What to do: Search the entries for the word "disk". Copy each line in which it is found.

Provided information:
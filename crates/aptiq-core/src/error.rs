//! Error types for storage, question banks, and the quiz engine.
//!
//! Storage errors are defined here rather than in `aptiq-store` so the
//! engine can classify them (unavailable vs. failed) without string
//! matching.

use std::path::PathBuf;

use thiserror::Error;

/// Errors raised by a [`StorageBackend`](crate::storage::StorageBackend).
#[derive(Debug, Error)]
pub enum StoreError {
    /// The backing database could not be opened.
    #[error("store unavailable: {0}")]
    Unavailable(String),

    /// The backend opened but an operation on it failed.
    #[error("storage backend error: {0}")]
    Backend(String),

    /// A stored document could not be encoded or decoded.
    #[error("document serialization failed: {0}")]
    Serialization(#[from] serde_json::Error),
}

impl StoreError {
    /// Returns `true` if the store could not be reached at all.
    pub fn is_unavailable(&self) -> bool {
        matches!(self, StoreError::Unavailable(_))
    }
}

/// Errors loading or parsing a question bank file.
#[derive(Debug, Error)]
pub enum BankError {
    #[error("failed to read question bank {path}: {source}")]
    Read {
        path: PathBuf,
        #[source]
        source: std::io::Error,
    },

    #[error("failed to parse question bank {path}: {message}")]
    Parse { path: PathBuf, message: String },

    /// A question violates a record invariant.
    #[error("invalid question '{id}': {reason}")]
    InvalidQuestion { id: String, reason: String },
}

/// Errors surfaced by the quiz engine.
///
/// None of these are fatal: the service facade logs them and degrades to
/// emptier data instead of halting a quiz.
#[derive(Debug, Error)]
pub enum QuizError {
    #[error("question store unavailable: {0}")]
    StoreUnavailable(#[source] StoreError),

    #[error("seeding the question bank failed: {0}")]
    SeedFailure(#[source] StoreError),

    #[error("saving quiz session failed: {0}")]
    SessionSaveFailure(#[source] StoreError),

    /// Only completed sessions are archived.
    #[error("session {0} is not completed and cannot be archived")]
    IncompleteSession(uuid::Uuid),

    #[error("cannot start a session without questions")]
    EmptyQuestionList,

    #[error(transparent)]
    Bank(#[from] BankError),
}

impl QuizError {
    /// Wrap a storage error raised while seeding, keeping the
    /// unavailable/failed distinction.
    pub fn seeding(err: StoreError) -> Self {
        if err.is_unavailable() {
            QuizError::StoreUnavailable(err)
        } else {
            QuizError::SeedFailure(err)
        }
    }
}

#[cfg(test)]
mod tests {
    use super::*;

    #[test]
    fn seeding_error_classification() {
        let unavailable = QuizError::seeding(StoreError::Unavailable("locked".into()));
        assert!(matches!(unavailable, QuizError::StoreUnavailable(_)));

        let failed = QuizError::seeding(StoreError::Backend("disk full".into()));
        assert!(matches!(failed, QuizError::SeedFailure(_)));
        assert!(failed.to_string().contains("disk full"));
    }
}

Exercise result:
        let failed = QuizError::seeding(StoreError::Backend("disk full".into()));
        assert!(failed.to_string().contains("disk full"));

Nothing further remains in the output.